Militer "Israel" mengatakan kepada biro AFP di Yerusalem bahwa mereka "menyadari potensi dampak lingkungan dari operasi mereka," yang menurut mereka "dilakukan dengan langkah-langkah pencegahan untuk meminimalkan dampak buruk terhadap warga sipil dan lingkungan."

Hussein Fakih, kepala badan pertahanan sipil untuk wilayah Nabatieh, mengatakan bahwa sejak Juli, timnya telah mengamati kebakaran baik di dalam maupun di dekat area tempat pasukan "Israel" ditempatkan.

Ia mengatakan kepada AFP bahwa kebakaran tersebut dipicu oleh "bom dan pesawat nirawak" (drone) "Israel", serta terkadang oleh peluru fosfor pembakar dan munisi tandan (cluster munitions).

Di Kfarshuba, wilayah yang berbatasan langsung dengan zona keamanan "Israel", Wali Kota Qassem Al-Qadri mengatakan bahwa serangan "Israel" bulan ini memicu kebakaran yang meluas ke area yang sebagian besar berupa hutan.

Ia menuturkan bahwa warga berupaya keras memadamkan api sendiri sembari menunggu izin dari militer "Israel" agar petugas pemadam kebakaran dapat mengakses lokasi tersebut, sesuai dengan mekanisme pemantauan gencatan senjata.

Mereka baru mendapatkan izin "pada keesokan harinya, saat api telah menghanguskan segalanya," ujar Fakih dari badan pertahanan sipil.

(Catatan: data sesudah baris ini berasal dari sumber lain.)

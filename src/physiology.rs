//! Anthropometric estimates used to pre-fill measurement records.
//!
//! The UI collaborator suggests a lung volume from published spirometry
//! regressions when the diver has no measured value.

/// Biological sex, as used by the spirometry reference equations.
#[derive(Debug, Clone, Copy, PartialEq, Eq)]
pub enum Sex {
    Female,
    Male,
}

/// Body surface area in m², Shuter–Aslani regression.
pub fn body_surface_area(height_cm: f64, weight_kg: f64) -> f64 {
    0.00949 * height_cm.powf(0.655) * weight_kg.powf(0.441)
}

/// Total lung capacity in litres, ERS 1993 reference equations
/// (Quanjer et al.).
pub fn total_lung_capacity(height_cm: f64, sex: Sex) -> f64 {
    let (slope_height, intercept) = match sex {
        Sex::Female => (6.60, -5.79),
        Sex::Male => (7.99, -7.08),
    };
    slope_height * height_cm / 100.0 + intercept
}

/// Residual lung volume in litres, ERS 1993 reference equations
/// (Quanjer et al.).
pub fn residual_volume(height_cm: f64, age_years: f64, sex: Sex) -> f64 {
    let (slope_height, slope_age, intercept) = match sex {
        Sex::Female => (1.31, 0.022, -1.23),
        Sex::Male => (1.81, 0.016, -2.0),
    };
    slope_height * height_cm / 100.0 + slope_age * age_years + intercept
}
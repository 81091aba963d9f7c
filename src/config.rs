//! Engine configuration, read from an optional JSON file.

use std::path::{Path, PathBuf};

use anyhow::{Context, Result};
use serde::{Deserialize, Serialize};

use crate::logging::LoggingConfig;
use crate::model::DEFAULT_TILE_SIZE;
use crate::world::WorldOptions;
use crate::world::tile::WrapPolicy;

#[derive(Debug, Clone, PartialEq, Serialize, Deserialize)]
#[serde(default)]
pub struct EngineConfig {
    /// Directory holding `Map/`, `Tilesets/` and `Script/`.
    pub content_root: PathBuf,
    /// Map used when the savefile names none.
    pub start_map: String,
    pub savefile: String,
    pub item_catalog: String,
    pub tile_size: u32,
    pub floor_wrap: WrapPolicy,
    pub decor_wrap: WrapPolicy,
    pub player_speed: u32,
    pub default_npc_speed: u32,
    pub logging: LoggingConfig,
}

impl Default for EngineConfig {
    fn default() -> Self {
        Self {
            content_root: PathBuf::from("GameContent"),
            start_map: "start".to_string(),
            savefile: "Savegame.json".to_string(),
            item_catalog: "ItemList.json".to_string(),
            tile_size: DEFAULT_TILE_SIZE,
            floor_wrap: WrapPolicy::Floor,
            decor_wrap: WrapPolicy::Decor,
            player_speed: 7,
            default_npc_speed: 5,
            logging: LoggingConfig::default(),
        }
    }
}

impl EngineConfig {
    pub fn load(path: &Path) -> Result<Self> {
        let json = std::fs::read_to_string(path)
            .with_context(|| format!("Reading config {}", path.display()))?;
        let config: EngineConfig = serde_json::from_str(&json)
            .with_context(|| format!("Parsing config {}", path.display()))?;
        anyhow::ensure!(config.tile_size > 0, "tile_size must be positive");
        Ok(config)
    }

    /// Defaults when `path` is `None`.
    pub fn load_or_default(path: Option<&Path>) -> Result<Self> {
        match path {
            Some(path) => Self::load(path),
            None => Ok(Self::default()),
        }
    }

    pub fn world_options(&self) -> WorldOptions {
        WorldOptions {
            tile_size: self.tile_size,
            default_npc_speed: self.default_npc_speed.max(1),
            floor_wrap: self.floor_wrap,
            decor_wrap: self.decor_wrap,
        }
    }
}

Warga Kfarshuba yang memiliki properti di dekat posisi militer "Israel" merasa takut untuk melakukan langkah-langkah pencegahan kebakaran, seperti membersihkan semak belukar, kata sang wali kota.

"Mereka berbicara tentang 'zona keamanan', namun kami tidak tahu di mana batas-batas (pastinya) berada," tambah Qadri.

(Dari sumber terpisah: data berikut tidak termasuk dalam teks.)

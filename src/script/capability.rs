//! What a running script may touch, and the engines that serve its suspensions.
//!
//! A script never sees globals. For each run the session builds a
//! `CallContext` holding exactly the triggering NPC, the player, the item
//! catalog, the story flags and a sound sink.

use std::fmt;

use tracing::{debug, info};

use super::vm::{SessionKind, SessionRequest};
use crate::model::{GridPos, StoryFlags};
use crate::player::{ItemCatalog, Player};
use crate::world::actor::Actor;

/// Fixed capability table a script runs against.
pub trait ScriptHost {
    /// Log a line prefixed by the script's own name.
    fn log(&mut self, script: &str, text: &str);

    /// The NPC whose interaction started the script.
    fn npc(&mut self) -> &mut Actor;

    fn player_position(&self) -> GridPos;

    /// Silently ignored for a zero count, an empty id or an id missing from
    /// the item catalog.
    fn give_item(&mut self, item: &str, count: u32);

    fn play_sound(&mut self, name: &str);

    fn play_music(&mut self, name: &str);

    fn flag(&self, flag: &str) -> bool;

    fn set_flag(&mut self, flag: &str, on: bool);
}

#[derive(Debug, Clone, PartialEq, Eq)]
pub enum SoundEvent {
    Sound(String),
    Music(String),
}

/// Fire-and-forget playback.
pub trait SoundSink {
    fn play(&mut self, event: SoundEvent);
}

/// Sink that just remembers what was asked for, for a frontend or a test to drain.
#[derive(Debug, Default)]
pub struct SoundLog {
    events: Vec<SoundEvent>,
}

impl SoundLog {
    pub fn events(&self) -> &[SoundEvent] {
        &self.events
    }

    pub fn drain(&mut self) -> Vec<SoundEvent> {
        std::mem::take(&mut self.events)
    }
}

impl SoundSink for SoundLog {
    fn play(&mut self, event: SoundEvent) {
        self.events.push(event);
    }
}

/// Per-run capability bundle.
pub struct CallContext<'a> {
    pub npc: &'a mut Actor,
    pub player: &'a mut Player,
    pub catalog: &'a ItemCatalog,
    pub flags: &'a mut StoryFlags,
    pub sound: &'a mut dyn SoundSink,
    /// Lines written by `log`, in order.
    pub log: &'a mut Vec<String>,
}

impl ScriptHost for CallContext<'_> {
    fn log(&mut self, script: &str, text: &str) {
        let line = format!("{script}/ {text}");
        info!("{line}");
        self.log.push(line);
    }

    fn npc(&mut self) -> &mut Actor {
        &mut *self.npc
    }

    fn player_position(&self) -> GridPos {
        self.player.actor.position()
    }

    fn give_item(&mut self, item: &str, count: u32) {
        if count == 0 || item.is_empty() || !self.catalog.contains(item) {
            debug!(item, count, "give ignored");
            return;
        }
        self.player.inventory_mut().add(item, count);
    }

    fn play_sound(&mut self, name: &str) {
        self.sound.play(SoundEvent::Sound(name.to_string()));
    }

    fn play_music(&mut self, name: &str) {
        self.sound.play(SoundEvent::Music(name.to_string()));
    }

    fn flag(&self, flag: &str) -> bool {
        self.flags.contains(flag)
    }

    fn set_flag(&mut self, flag: &str, on: bool) {
        if on {
            self.flags.insert(flag.to_string());
        } else {
            self.flags.remove(flag);
        }
    }
}

/// Opaque handle binding a suspended context to the session it waits on.
#[derive(Debug, Clone, Copy, PartialEq, Eq, Hash, PartialOrd, Ord)]
pub struct ContinuationToken(pub u64);

impl fmt::Display for ContinuationToken {
    fn fmt(&self, f: &mut fmt::Formatter<'_>) -> fmt::Result {
        write!(f, "#{}", self.0)
    }
}

/// A dialog, shop or battle subsystem as seen by the scheduler.
pub trait SessionEngine {
    /// Show the session; report back through the scheduler with `token`.
    fn open(&mut self, token: ContinuationToken, request: SessionRequest);

    /// The scheduler accepted this session's result.
    fn finish(&mut self, token: ContinuationToken);

    /// The owning script is gone; tear the session down without a result.
    fn force_close(&mut self, token: ContinuationToken);
}

/// Route a request to the engine for its kind.
pub trait EngineSet {
    fn engine(&mut self, kind: SessionKind) -> &mut dyn SessionEngine;
}

/// Headless engine: keeps open sessions in a queue for someone to answer.
#[derive(Debug, Default)]
pub struct SessionInbox {
    open: Vec<(ContinuationToken, SessionRequest)>,
    forced: Vec<ContinuationToken>,
}

impl SessionInbox {
    pub fn open_sessions(&self) -> &[(ContinuationToken, SessionRequest)] {
        &self.open
    }

    pub fn len(&self) -> usize {
        self.open.len()
    }

    pub fn is_empty(&self) -> bool {
        self.open.is_empty()
    }

    pub fn get(&self, token: ContinuationToken) -> Option<&SessionRequest> {
        self.open
            .iter()
            .find(|(t, _)| *t == token)
            .map(|(_, request)| request)
    }

    /// Sessions that were torn down by the scheduler rather than answered.
    pub fn force_closed(&self) -> &[ContinuationToken] {
        &self.forced
    }
}

impl SessionEngine for SessionInbox {
    fn open(&mut self, token: ContinuationToken, request: SessionRequest) {
        self.open.push((token, request));
    }

    fn finish(&mut self, token: ContinuationToken) {
        self.open.retain(|(t, _)| *t != token);
    }

    fn force_close(&mut self, token: ContinuationToken) {
        let before = self.open.len();
        self.open.retain(|(t, _)| *t != token);
        if self.open.len() != before {
            self.forced.push(token);
        }
    }
}

/// One inbox per session kind.
#[derive(Debug, Default)]
pub struct Inboxes {
    pub dialog: SessionInbox,
    pub shop: SessionInbox,
    pub battle: SessionInbox,
}

impl Inboxes {
    pub fn total_open(&self) -> usize {
        self.dialog.len() + self.shop.len() + self.battle.len()
    }
}

impl EngineSet for Inboxes {
    fn engine(&mut self, kind: SessionKind) -> &mut dyn SessionEngine {
        match kind {
            SessionKind::Dialog => &mut self.dialog,
            SessionKind::Shop => &mut self.shop,
            SessionKind::Battle => &mut self.battle,
        }
    }
}

#[cfg(test)]
mod tests {
    use super::*;
    use crate::script::vm::DialogRequest;
    use std::collections::BTreeMap;

    fn catalog() -> ItemCatalog {
        let mut items = BTreeMap::new();
        items.insert("potion".to_string(), serde_json::json!({ "price": 10 }));
        ItemCatalog::new(items)
    }

    #[test]
    fn test_give_item_noops() {
        let mut npc = Actor::npc("n", GridPos::new(1, 1), "s", 5, 32);
        let mut player = Player::new("Player", GridPos::new(1, 2), 7, 32);
        let catalog = catalog();
        let mut flags = StoryFlags::new();
        let mut sound = SoundLog::default();
        let mut log = Vec::new();
        let mut ctx = CallContext {
            npc: &mut npc,
            player: &mut player,
            catalog: &catalog,
            flags: &mut flags,
            sound: &mut sound,
            log: &mut log,
        };

        ctx.give_item("potion", 0);
        ctx.give_item("", 3);
        ctx.give_item("excalibur", 1);
        assert_eq!(ctx.player.inventory().count("potion"), 0);
        assert!(ctx.player.inventory().is_empty());

        ctx.give_item("potion", 2);
        ctx.give_item("potion", 1);
        assert_eq!(ctx.player.inventory().count("potion"), 3);
    }

    #[test]
    fn test_log_and_sound() {
        let mut npc = Actor::npc("n", GridPos::new(1, 1), "s", 5, 32);
        let mut player = Player::new("Player", GridPos::new(1, 2), 7, 32);
        let catalog = ItemCatalog::default();
        let mut flags = StoryFlags::new();
        let mut sound = SoundLog::default();
        let mut log = Vec::new();
        {
            let mut ctx = CallContext {
                npc: &mut npc,
                player: &mut player,
                catalog: &catalog,
                flags: &mut flags,
                sound: &mut sound,
                log: &mut log,
            };
            ctx.log("jotaro", "hello");
            ctx.play_music("town");
            ctx.set_flag("flag_met", true);
        }
        assert_eq!(log, vec!["jotaro/ hello"]);
        assert_eq!(sound.drain(), vec![SoundEvent::Music("town".into())]);
        assert!(sound.events().is_empty());
        assert!(flags.contains("flag_met"));
    }

    #[test]
    fn test_inbox_force_close_only_records_open_sessions() {
        let mut inbox = SessionInbox::default();
        let request = SessionRequest::Dialog(DialogRequest {
            text: "hi".into(),
            options: vec![],
        });
        inbox.open(ContinuationToken(1), request.clone());
        inbox.open(ContinuationToken(2), request);
        inbox.finish(ContinuationToken(1));
        inbox.force_close(ContinuationToken(1));
        assert!(inbox.force_closed().is_empty());

        inbox.force_close(ContinuationToken(2));
        assert_eq!(inbox.force_closed(), &[ContinuationToken(2)]);
        assert!(inbox.is_empty());
    }
}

"Kami merasa seolah-olah seluruh wilayah ini berada di bawah kendali 'Israel'."

'Ekosida'

Menteri Lingkungan Hidup Tamara Elzein mengecam apa yang disebutnya sebagai "ekosida" di wilayah selatan, seraya menuduh militer "Israel" sengaja membakar lahan Lebanon dalam skala luas.

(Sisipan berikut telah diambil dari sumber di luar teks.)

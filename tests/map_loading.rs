mod common;

use rpgworld_rust::content::{ContentKind, ContentSource, MemorySource};
use rpgworld_rust::error::{MapFormatError, MapLoadError, ResourceLoadError, SessionError};
use rpgworld_rust::model::{Direction, GridPos};
use rpgworld_rust::script::capability::{Inboxes, SoundEvent};
use rpgworld_rust::session::GameSession;
use rpgworld_rust::world::map::Map;
use rpgworld_rust::world::tile::TilesetCache;
use rpgworld_rust::writer;
use serde_json::json;

fn load(content: &dyn ContentSource, name: &str) -> Result<Map, MapLoadError> {
    let config = common::config();
    Map::load(name, content, &mut TilesetCache::new(), config.world_options())
}

#[test]
fn test_town_loads() {
    let content = common::content("quest");
    let map = load(&content, "town").unwrap();
    assert_eq!(map.size().x, 10);
    assert_eq!(map.npcs().len(), 1);
    assert_eq!(map.npcs()[0].script(), Some("quest"));
    assert_eq!(map.connections().len(), 1);
    assert_eq!(map.background_music(), Some("town_theme"));
    // 100 floor quads, nothing on the upper layers
    assert_eq!(map.batches().quad_count(), 100);
    assert_eq!(map.batches().vertex_count(), 400);
}

#[test]
fn test_missing_map() {
    let content = common::content("quest");
    let err = load(&content, "castle").unwrap_err();
    assert!(matches!(
        err,
        MapLoadError::Resource(ResourceLoadError::Missing { kind: ContentKind::Map, ref name, .. })
            if name == "castle"
    ));
}

#[test]
fn test_two_layer_map_is_rejected_and_old_map_kept() {
    let column = vec![1u32; 4];
    let broken = json!({
        "mapConfig": { "size": { "x": 4, "y": 4 }, "tileset": "overworld" },
        "mapData": { "tile": [vec![column.clone(); 4], vec![column; 4]] }
    })
    .to_string();
    let content = common::content("quest").with(ContentKind::Map, "broken", broken);

    let err = load(&content, "broken").unwrap_err();
    assert!(matches!(
        err,
        MapLoadError::Format(MapFormatError::LayerCount { found: 2, .. })
    ));

    let mut session =
        GameSession::new(common::config(), Box::new(content), Inboxes::default()).unwrap();
    session.player_mut().actor.place(GridPos::new(3, 3));
    let err = session.change_map("broken", GridPos::new(0, 0)).unwrap_err();
    assert!(matches!(
        err,
        SessionError::MapLoad(MapLoadError::Format(MapFormatError::LayerCount { .. }))
    ));
    assert_eq!(session.map().name(), "town");
    assert_eq!(session.player().actor.position(), GridPos::new(3, 3));
}

#[test]
fn test_empty_tileset_name() {
    let map = json!({
        "mapConfig": { "size": { "x": 1, "y": 1 }, "tileset": "" },
        "mapData": { "tile": [[[1]], [[0]], [[0]]] }
    })
    .to_string();
    let content = MemorySource::new().with(ContentKind::Map, "nameless", map);
    assert!(matches!(
        load(&content, "nameless").unwrap_err(),
        MapLoadError::Resource(ResourceLoadError::EmptyTilesetName { .. })
    ));
}

#[test]
fn test_unknown_tile_id() {
    let mut floor = vec![vec![1u32; 2]; 2];
    floor[1][1] = 9;
    let blank = vec![vec![0u32; 2]; 2];
    let map = json!({
        "mapConfig": { "size": { "x": 2, "y": 2 }, "tileset": "overworld" },
        "mapData": { "tile": [floor, blank.clone(), blank] }
    })
    .to_string();
    let content = common::content("quest").with(ContentKind::Map, "bad_tile", map);
    assert!(matches!(
        load(&content, "bad_tile").unwrap_err(),
        MapLoadError::Format(MapFormatError::Tile { .. })
    ));
}

#[test]
fn test_npc_outside_map() {
    let map = common::grid_map(3, 3, json!([common::npc(3, 0, "quest")]), json!([]));
    let content = common::content("quest").with(ContentKind::Map, "crowded", map);
    assert!(matches!(
        load(&content, "crowded").unwrap_err(),
        MapLoadError::Format(MapFormatError::OutOfBounds { what: "npc", x: 3, y: 0, .. })
    ));
}

#[test]
fn test_written_map_loads_back() {
    let mut content = common::content("quest");
    let mut map = load(&content, "town").unwrap();
    map.set_tile(1, GridPos::new(2, 7), 2).unwrap();
    map.add_decor(GridPos::new(4, 4), 3).unwrap();
    map.rebuild_render_batches().unwrap();
    writer::map::emit(&map, &mut content).unwrap();

    let again = load(&content, "town").unwrap();
    assert_eq!(again.tile(1, GridPos::new(2, 7)), Some(2));
    assert_eq!(again.tile(0, GridPos::new(2, 7)), Some(1));
    assert_eq!(again.decor().len(), 1);
    assert_eq!(again.npcs()[0].position(), GridPos::new(5, 5));
    assert_eq!(again.connections(), map.connections());
    assert_eq!(again.batches(), map.batches());
}

#[test]
fn test_round_trip_when_tileset_declares_another_name() {
    let declared = common::TILESET.replacen("\"overworld\"", "\"Overworld Tiles\"", 1);
    let mut content = common::content("quest").with(ContentKind::Tileset, "overworld", declared);
    let map = load(&content, "town").unwrap();
    assert_eq!(map.tileset().name(), "overworld");

    writer::map::emit(&map, &mut content).unwrap();
    let again = load(&content, "town").unwrap();
    assert_eq!(again.tileset().name(), "overworld");
    assert_eq!(again.batches(), map.batches());
}

#[test]
fn test_npc_without_script_survives_round_trip() {
    let mut content = common::content("");
    let map = load(&content, "town").unwrap();
    assert_eq!(map.npcs()[0].script(), None);

    writer::map::emit(&map, &mut content).unwrap();
    let again = load(&content, "town").unwrap();
    assert_eq!(again.npcs()[0].script(), None);
}

#[test]
fn test_walking_onto_a_connection_changes_map() {
    let mut session =
        GameSession::new(common::config(), Box::new(common::content("quest")), Inboxes::default())
            .unwrap();
    assert_eq!(
        session.drain_sound_events(),
        vec![SoundEvent::Music("town_theme".into())]
    );
    session.player_mut().actor.place(GridPos::new(0, 8));
    assert!(session.queue_player_move(Direction::Down));

    for _ in 0..20 {
        session.tick().unwrap();
        if session.map().name() == "house" {
            break;
        }
    }
    assert_eq!(session.map().name(), "house");
    assert_eq!(session.player().actor.position(), GridPos::new(2, 2));
    assert!(!session.player().actor.is_moving());
    // same track on both maps, nothing restarted
    assert!(session.drain_sound_events().is_empty());
}

#[test]
fn test_blocked_by_npc() {
    let mut session =
        GameSession::new(common::config(), Box::new(common::content("quest")), Inboxes::default())
            .unwrap();
    session.player_mut().actor.place(GridPos::new(5, 6));
    session.queue_player_move(Direction::Up);
    session.tick().unwrap();
    assert_eq!(session.player().actor.position(), GridPos::new(5, 6));
    assert_eq!(session.player().actor.facing(), Direction::Up);
}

Direktur CNRS, Chadi Abdallah, mengatakan kepada AFP bahwa kebakaran sebelumnya "terbatas pada jalur perbatasan" selama masa permusuhan tahun 2023-2024, namun cakupannya meluas sejak konflik kembali memanas tahun ini.

Ia menuduh militer "Israel" membakar lahan secara sistematis dan "berupaya menciptakan zona penyangga yang bebas dari permukiman, penduduk, maupun lingkungan alam."

"Selama perang sebelumnya, sekitar 8.500 hektare (85 kilometer persegi) lahan terbakar," kata Abdallah, sementara tahun ini, pihak "Israel" telah membakar sekitar 7.500 hektare, termasuk 350 hektare setelah kesepakatan bulan Juni.

Citra satelit CNRS memperlihatkan area yang dulunya hijau kini telah lenyap akibat kebakaran, serta akibat tindakan "Israel" yang meratakan lahan dengan buldoser dan mencabut vegetasi.

Kantor berita negara Lebanon, National News Agency, melaporkan bulan ini bahwa pasukan "Israel" telah mencabut 600 pohon zaitun di satu desa di wilayah selatan saja. Kelompok lingkungan hidup Lebanon, Green Southerners, menyatakan telah mencatat kerusakan luas pada hutan, kawasan pepohonan, dan lahan pertanian sejak tahun 2023.

Bulan ini, kelompok tersebut memperingatkan bahwa "cagar alam utama di Lebanon selatan juga telah mengalami kerusakan parah dan berulang."

Di Shaqra, Qoteish menyayangkan hilangnya kelestarian lingkungan tersebut.

"Rumah yang hancur mungkin bisa dibangun kembali dalam setahun, tetapi pepohonan tidak tumbuh kembali" secepat itu, ujarnya.  (haninmazaya/arrahmah.id)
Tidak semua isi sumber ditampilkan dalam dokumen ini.